Inverted Encoding Model

Overview

We provide examples of how to use the inverted encoding model (IEM) module in BrainIAK to reconstruct features of stimuli presented to human subjects. First, a forward encoding model is estimated, mapping a set of stimulus features to the accompanying fMRI response in a population of voxels. Then, the model is inverted to allow the user to feed in new fMRI responses and predict the accompanying stimulus features.

The BrainIAK implementation allows for users to specify and fit an encoding model for stimulus features that are represented in either a 1-dimensional, circular space or a 2-dimensional space. We include examples for each of these from real fMRI studies of working memory and attention.
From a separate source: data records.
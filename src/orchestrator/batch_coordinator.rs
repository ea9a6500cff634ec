//! 账号批量调度 - 编排层
//!
//! ## 职责
//!
//! 1. 逐个账号顺序执行（不并发，避免门户过载）
//! 2. 实际采集模式下跳过没有可用凭据的账号（记一行日志，不算失败）
//! 3. 每个账号一个独立的任务目录，账号内各分类共用文件序号
//! 4. 单个账号失败不影响后续账号，只汇总日志和统计
//!
//! 执行记录由 `JobDirector` 自己写入，这里不重复写。

use std::path::{Path, PathBuf};

use chrono::{DateTime, Local};

use crate::infrastructure::surface::SessionFactory;
use crate::models::account::account_dir_name;
use crate::models::{Account, DateRange, Job, RunStatus};
use crate::utils::logging::log_account_start;
use crate::utils::RunLog;
use crate::workflow::{JobDirector, RunContext, RunReport};

/// 本次调度的任务根目录 `{base}/jobs/{period}/{timestamp}`
pub fn jobs_root(base: &Path, range: &DateRange, now: DateTime<Local>) -> PathBuf {
    base.join("jobs")
        .join(range.period_key())
        .join(now.format("%Y%m%d-%H%M%S").to_string())
}

/// 调度统计
#[derive(Debug, Default, Clone)]
pub struct BatchSummary {
    /// 成功（含模拟和部分成功）的任务数
    pub succeeded: usize,
    pub failed: usize,
    /// 被跳过的账号数
    pub skipped: usize,
    pub files: usize,
    pub reports: Vec<RunReport>,
    /// 按账号顺序拼接的完整日志
    pub log: RunLog,
}

impl BatchSummary {
    fn absorb(&mut self, mut report: RunReport) {
        match report.status {
            RunStatus::Erro => self.failed += 1,
            RunStatus::Sucesso | RunStatus::Parcial | RunStatus::Simulado => self.succeeded += 1,
        }
        self.files += report.total_files;
        self.log.append(std::mem::take(&mut report.log));
        self.reports.push(report);
    }
}

/// 账号调度器
pub struct BatchCoordinator<F: SessionFactory> {
    director: JobDirector<F>,
}

impl<F: SessionFactory> BatchCoordinator<F> {
    pub fn new(director: JobDirector<F>) -> Self {
        Self { director }
    }

    pub fn director(&self) -> &JobDirector<F> {
        &self.director
    }

    /// 手动模式：单个账号，任务目录不再按账号细分
    pub async fn run_manual(&self, account: &Account) -> BatchSummary {
        let config = self.director.config();
        let range = config.range();
        let root = jobs_root(&config.output_dir, &range, Local::now());

        let mut summary = BatchSummary::default();
        self.run_account(account, root, &mut summary).await;
        summary
    }

    /// 批量模式：所有账号顺序执行
    pub async fn run_batch(&self, accounts: &[Account]) -> BatchSummary {
        let config = self.director.config();
        let range = config.range();
        let batch_root = jobs_root(&config.output_dir, &range, Local::now());

        let mut summary = BatchSummary::default();
        let mut batch_log = RunLog::new("[lote]");
        batch_log.info(format!(
            "📦 开始批量采集: {} 个账号, 区间 {}",
            accounts.len(),
            range.period_key()
        ));
        summary.log.append(batch_log);

        for (idx, account) in accounts.iter().enumerate() {
            log_account_start(idx + 1, accounts.len(), &account.name);

            if config.live && account.credentials().is_none() {
                let mut skip_log = RunLog::new(format!("[{}]", account.name));
                skip_log.warn(format!(
                    "⏭️ 账号 {} ({}) 没有可用的账号密码或证书，已跳过",
                    account.name, account.id
                ));
                summary.log.append(skip_log);
                summary.skipped += 1;
                continue;
            }

            let root = batch_root.join(account_dir_name(&account.reference()));
            self.run_account(account, root, &mut summary).await;
        }

        summary
    }

    /// 对一个账号依次运行所有分类
    async fn run_account(&self, account: &Account, root: PathBuf, summary: &mut BatchSummary) {
        let config = self.director.config();
        let mut ctx = RunContext::new(root.clone());

        for &category in &config.categories {
            let job = Job {
                category,
                range: config.range(),
                formats: config.formats.clone(),
                target_dir: root.clone(),
                account: account.reference(),
                credentials: account.credentials(),
                mode: config.mode,
                owner: config.owner.clone(),
            };
            let report = self.director.run(&job, &mut ctx).await;
            summary.absorb(report);
        }
    }
}
//! 页面内执行的 JS 片段
//!
//! 元素通过 `data-harvest-ref` 属性标记，Rust 侧只持有该标记值。

use anyhow::Result;

/// 所有片段共用的标记函数
const TAG_HELPER: &str = r#"
    const __tag = (el) => {
        if (!el) return null;
        if (!el.dataset.harvestRef) {
            window.__harvestSeq = (window.__harvestSeq || 0) + 1;
            el.dataset.harvestRef = 'h' + window.__harvestSeq;
        }
        return el.dataset.harvestRef;
    };
    const __norm = (s) => (s || '').normalize('NFD').replace(/[\u0300-\u036f]/g, '')
        .toUpperCase().replace(/\s+/g, ' ').trim();
    const __visible = (el) => {
        const r = el.getBoundingClientRect();
        const st = window.getComputedStyle(el);
        return r.width > 0 && r.height > 0 && st.visibility !== 'hidden' && st.display !== 'none';
    };
"#;

/// 元素选择器
pub fn ref_selector(reference: &str) -> String {
    format!("[data-harvest-ref=\"{}\"]", reference.replace('"', ""))
}

/// 按定位方式查找元素
pub fn locate(kind: &str, value: &str) -> Result<String> {
    Ok(format!(
        r#"
        (() => {{
            {helper}
            const kind = {kind};
            const value = {value};
            const wanted = __norm(value);
            const inputs = () => Array.from(document.querySelectorAll('input, select, textarea')).filter(__visible);

            if (kind === 'css') {{
                const el = Array.from(document.querySelectorAll(value)).find(__visible);
                return __tag(el);
            }}

            if (kind === 'label') {{
                const labels = Array.from(document.querySelectorAll('label, span, div, td, th'))
                    .filter(l => l.children.length <= 2 && __norm(l.innerText).startsWith(wanted));
                for (const label of labels) {{
                    if (label.htmlFor) {{
                        const target = document.getElementById(label.htmlFor);
                        if (target && __visible(target)) return __tag(target);
                    }}
                    const inner = label.querySelector('input, select, textarea');
                    if (inner && __visible(inner)) return __tag(inner);
                    let node = label;
                    for (let depth = 0; depth < 3 && node; depth++) {{
                        const near = node.parentElement && node.parentElement.querySelector('input, select, textarea');
                        if (near && __visible(near)) return __tag(near);
                        node = node.parentElement;
                    }}
                }}
                return null;
            }}

            if (kind === 'name') {{
                const frag = value.toLowerCase();
                const el = inputs().find(i =>
                    (i.id || '').toLowerCase().includes(frag) || (i.name || '').toLowerCase().includes(frag));
                return __tag(el);
            }}

            if (kind === 'button') {{
                const candidates = Array.from(document.querySelectorAll(
                    'button, a, input[type=submit], input[type=button], [role=button]')).filter(__visible);
                const text = (el) => __norm(el.innerText || el.value || el.getAttribute('aria-label') || el.title);
                const exact = candidates.find(el => text(el) === wanted);
                return __tag(exact || candidates.find(el => text(el).includes(wanted)));
            }}

            return null;
        }})()
        "#,
        helper = TAG_HELPER,
        kind = serde_json::to_string(kind)?,
        value = serde_json::to_string(value)?,
    ))
}

/// 填写输入框，date 类型输入框自动转换为 yyyy-mm-dd
pub fn fill(reference: &str, text: &str) -> Result<String> {
    Ok(format!(
        r#"
        (() => {{
            const el = document.querySelector({selector});
            if (!el) return false;
            let value = {text};
            const m = /^(\d{{2}})\/(\d{{2}})\/(\d{{4}})$/.exec(value);
            if (el.type === 'date' && m) value = `${{m[3]}}-${{m[2]}}-${{m[1]}}`;
            el.focus();
            const setter = Object.getOwnPropertyDescriptor(Object.getPrototypeOf(el), 'value');
            if (setter && setter.set) setter.set.call(el, value); else el.value = value;
            el.dispatchEvent(new Event('input', {{ bubbles: true }}));
            el.dispatchEvent(new Event('change', {{ bubbles: true }}));
            el.blur();
            return true;
        }})()
        "#,
        selector = serde_json::to_string(&ref_selector(reference))?,
        text = serde_json::to_string(text)?,
    ))
}

/// 资源数量稳定即视为网络空闲
pub fn network_idle(timeout_ms: u64) -> String {
    format!(
        r#"
        (async () => {{
            const timeoutMs = {timeout_ms};
            const interval = 250;
            const start = Date.now();
            let lastCount = performance.getEntriesByType('resource').length;
            let stableSince = Date.now();
            while (Date.now() - start < timeoutMs) {{
                await new Promise(r => setTimeout(r, interval));
                const curCount = performance.getEntriesByType('resource').length;
                if (curCount !== lastCount) {{
                    lastCount = curCount;
                    stableSince = Date.now();
                }} else if (document.readyState === 'complete' && Date.now() - stableSince >= 500) {{
                    return true;
                }}
            }}
            return false;
        }})()
        "#,
        timeout_ms = timeout_ms
    )
}

/// 读取结果表格（行数最多的那张表）
pub fn table_snapshot(tooltip_cap: usize, html_cap: usize) -> String {
    format!(
        r#"
        (() => {{
            {helper}
            const TOOLTIP_ATTRS = ['title', 'aria-label', 'data-original-title', 'data-bs-original-title', 'data-tooltip'];
            const tables = Array.from(document.querySelectorAll('table'));
            let table = null;
            let best = -1;
            for (const t of tables) {{
                const n = t.querySelectorAll('tbody tr').length;
                if (n > best) {{ best = n; table = t; }}
            }}
            const out = {{ url: location.href, headers: [], rows: [] }};
            if (!table) return out;

            const headRow = table.querySelector('thead tr') || table.querySelector('tr');
            if (headRow) out.headers = Array.from(headRow.querySelectorAll('th, td')).map(h => (h.innerText || '').trim());

            const tooltipsOf = (cell) => {{
                const found = [];
                const nodes = [cell, ...cell.querySelectorAll('*')];
                let inspected = 0;
                for (const node of nodes) {{
                    if (inspected >= {tooltip_cap}) break;
                    const values = TOOLTIP_ATTRS.map(a => node.getAttribute(a)).filter(Boolean);
                    if (values.length) {{
                        inspected++;
                        found.push(...values);
                    }}
                }}
                return found;
            }};

            const bodyRows = table.querySelectorAll('tbody tr');
            for (const tr of bodyRows) {{
                if (tr.querySelector('th') && !tr.querySelector('td')) continue;
                const cells = Array.from(tr.querySelectorAll('td')).map(td => ({{
                    text: (td.innerText || '').trim(),
                    tooltips: tooltipsOf(td),
                    html: (td.innerHTML || '').slice(0, {html_cap}),
                }}));
                const links = Array.from(tr.querySelectorAll('a, button, [role=button]')).map(a => ({{
                    reference: __tag(a),
                    label: (a.innerText || '').trim(),
                    href: a.getAttribute('href') ? a.href : null,
                    hint: [a.getAttribute('title'), a.getAttribute('aria-label'), a.getAttribute('data-original-title'),
                           a.className && a.className.baseVal === undefined ? a.className : '']
                        .filter(Boolean).join(' '),
                }}));
                out.rows.push({{ text: (tr.innerText || '').trim(), cells, links }});
            }}
            return out;
        }})()
        "#,
        helper = TAG_HELPER,
        tooltip_cap = tooltip_cap,
        html_cap = html_cap,
    )
}

/// 页面上所有可点击元素
pub const CLICKABLES: &str = r#"
    (() => {
        const __tagc = (el) => {
            if (!el.dataset.harvestRef) {
                window.__harvestSeq = (window.__harvestSeq || 0) + 1;
                el.dataset.harvestRef = 'h' + window.__harvestSeq;
            }
            return el.dataset.harvestRef;
        };
        const vh = window.innerHeight || document.documentElement.clientHeight || 1;
        const nodes = document.querySelectorAll('a, button, [role=button], li[onclick], span[onclick], input[type=button]');
        return Array.from(nodes).map(el => {
            const r = el.getBoundingClientRect();
            const st = window.getComputedStyle(el);
            const parent = el.parentElement;
            const cls = (typeof el.className === 'string' ? el.className : '') + ' ' +
                (parent && typeof parent.className === 'string' ? parent.className : '');
            return {
                reference: __tagc(el),
                label: (el.innerText || el.value || '').trim(),
                hint: [el.getAttribute('title'), el.getAttribute('aria-label'), cls].filter(Boolean).join(' '),
                visible: r.width > 0 && r.height > 0 && st.visibility !== 'hidden' && st.display !== 'none',
                disabled: !!el.disabled || el.getAttribute('aria-disabled') === 'true' || /\bdisabled\b/.test(cls),
                ratio: r.top / vh,
            };
        });
    })()
"#;

/// 带 cookie 的 fetch，返回 base64 内容
pub fn fetch_binary(url: &str) -> Result<String> {
    Ok(format!(
        r#"
        (async () => {{
            try {{
                const response = await fetch({url}, {{ credentials: 'include' }});
                const buf = await response.arrayBuffer();
                const bytes = new Uint8Array(buf);
                let binary = '';
                const chunk = 0x8000;
                for (let i = 0; i < bytes.length; i += chunk) {{
                    binary += String.fromCharCode.apply(null, bytes.subarray(i, i + chunk));
                }}
                return {{
                    url: response.url,
                    status: response.status,
                    contentType: response.headers.get('content-type'),
                    disposition: response.headers.get('content-disposition'),
                    body: btoa(binary),
                }};
            }} catch (error) {{
                return {{ error: error.message }};
            }}
        }})()
        "#,
        url = serde_json::to_string(url)?,
    ))
}

#[cfg(test)]
mod tests {
    use super::*;

    #[test]
    fn test_ref_selector_strips_quotes() {
        assert_eq!(ref_selector("h1\""), "[data-harvest-ref=\"h1\"]");
    }

    #[test]
    fn test_locate_embeds_escaped_arguments() {
        let js = locate("label", "Data \"Inicial\"").unwrap();
        assert!(js.contains(r#"const value = "Data \"Inicial\"";"#));
        assert!(js.contains(r#"const kind = "label";"#));
    }

    #[test]
    fn test_table_snapshot_caps_are_embedded() {
        let js = table_snapshot(15, 2000);
        assert!(js.contains("inspected >= 15"));
        assert!(js.contains("slice(0, 2000)"));
    }
}
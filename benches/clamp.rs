use criterion::{black_box, criterion_group, criterion_main, Criterion};
use joystick_core::{clamp_sample, AreaShape, ControlArea, Point};

fn bench_clamp(c: &mut Criterion) {
    let rect = ControlArea::new(120.0, 40.0, AreaShape::Rect)
        .unwrap()
        .with_lock_one_axis(true);
    let circle = ControlArea::square(80.0, AreaShape::Circle).unwrap();

    c.bench_function("clamp_rect_out_of_range", |b| {
        b.iter(|| clamp_sample(black_box(&rect), black_box(Point::new(150.0, -10.0))))
    });

    c.bench_function("clamp_circle_projection", |b| {
        b.iter(|| clamp_sample(black_box(&circle), black_box(Point::new(140.0, 140.0))))
    });
}

criterion_group!(benches, bench_clamp);
criterion_main!(benches);
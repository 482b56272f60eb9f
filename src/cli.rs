//! Interactive sample REPL
//!
//! Feeds hand-typed pointer samples into one or more joystick instances:
//! `down X Y`, `move X Y`, `up`, `cancel`, `state`, `exit`.

use anyhow::Result;
use rustyline::DefaultEditor;
use tracing::warn;

use crate::tracker::{DragPhase, JoystickTracker, PointerSample};

enum Command {
    Sample(PointerSample),
    State,
}

fn parse_command(line: &str) -> Option<Command> {
    let mut parts = line.split_whitespace();
    match parts.next()? {
        "state" => Some(Command::State),
        "up" => Some(Command::Sample(PointerSample::new(DragPhase::Up, 0.0, 0.0))),
        "cancel" => Some(Command::Sample(PointerSample::new(
            DragPhase::Cancel,
            0.0,
            0.0,
        ))),
        word @ ("down" | "move") => {
            let x = parts.next()?.parse().ok()?;
            let y = parts.next()?.parse().ok()?;
            let phase = if word == "down" {
                DragPhase::Down
            } else {
                DragPhase::Move
            };
            Some(Command::Sample(PointerSample::new(phase, x, y)))
        }
        _ => None,
    }
}

fn print_state(name: &str, tracker: &JoystickTracker) {
    let out = tracker.monitor().output();
    println!(
        "{}: thumb=({:.2}, {:.2}) emit=({:.2}, {:.2}) polar=({:.1}°, {:.2})",
        name,
        out.displayed.x,
        out.displayed.y,
        out.emitted.x,
        out.emitted.y,
        out.polar.degrees,
        out.polar.distance
    );
}

/// Run the REPL over a set of named joystick instances. Every sample is fed
/// to all of them so differing configurations can be compared side by side.
pub fn run_repl(joysticks: &mut [(String, JoystickTracker)]) -> Result<()> {
    let mut rl = DefaultEditor::new()?;

    loop {
        let readline = rl.readline("joystick> ");
        match readline {
            Ok(line) => {
                let line = line.trim();
                if line == "exit" || line == "quit" {
                    break;
                }
                if line.is_empty() {
                    continue;
                }
                match parse_command(line) {
                    Some(Command::Sample(sample)) => {
                        for (_, tracker) in joysticks.iter_mut() {
                            tracker.handle(sample);
                        }
                    }
                    Some(Command::State) => {
                        for (name, tracker) in joysticks.iter() {
                            print_state(name, tracker);
                        }
                    }
                    None => warn!("Unrecognized command: {}", line),
                }
            }
            Err(_) => break,
        }
    }

    Ok(())
}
While decoding methods such as support vector machines (SVM) can also take fMRI responses and predict stimulus features, they rely on general purpose algorithms to learn how features are represented in the data. When the encoding model is a better description for the data than a generic decoding algorithm, it is a more efficient way to estimate the response --> stimulus mapping. Our last example simulates responses from 1D receptive fields, and uses either SVM or an IEM to predict the stimulus feature. The IEM achieves higher accuracy with less data.

Annotated Bibliography

  1. Brouwer, G.J., and Heeger, D.J. (2009). Decoding and reconstructing color from responses in human visual cortex. Journal of Neuroscience 29, 13992–14003. link Uses an inverted encoding model to reconstruct color in a continuous space, demonstrating how color is represented across a hierarchy of visual regions.

  2. Naselaris, T., Kay, K. N., Nishimoto, S., & Gallant, J. L. (2011). Encoding and decoding in fMRI. NeuroImage 56(2), 400–410. link A review article distinguishing between the different uses of encoding and decoding approaches for fMRI.

  3. Serences, J.T., and Saproo, S. (2012). Computational advances towards linking BOLD and behavior. Neuropsychologia 50, 435–446. link Describes the differences between encoding and decoding approaches and emphasizes how these approaches can test linking hypotheses between fMRI and behavior.

  4. Sprague, T.C., Adam, K.C.S., Foster, J.J., Rahmati, M., Sutterer, D.W., and Vo, V.A. (2018). Inverted encoding models assay population-level stimulus representations, not single-unit neural tuning. eNeuro 5, 1–5. link Argues that inverted encoding models are most useful when using population-level stimulus representations across experimental manipulations to pointedly test psychological theories.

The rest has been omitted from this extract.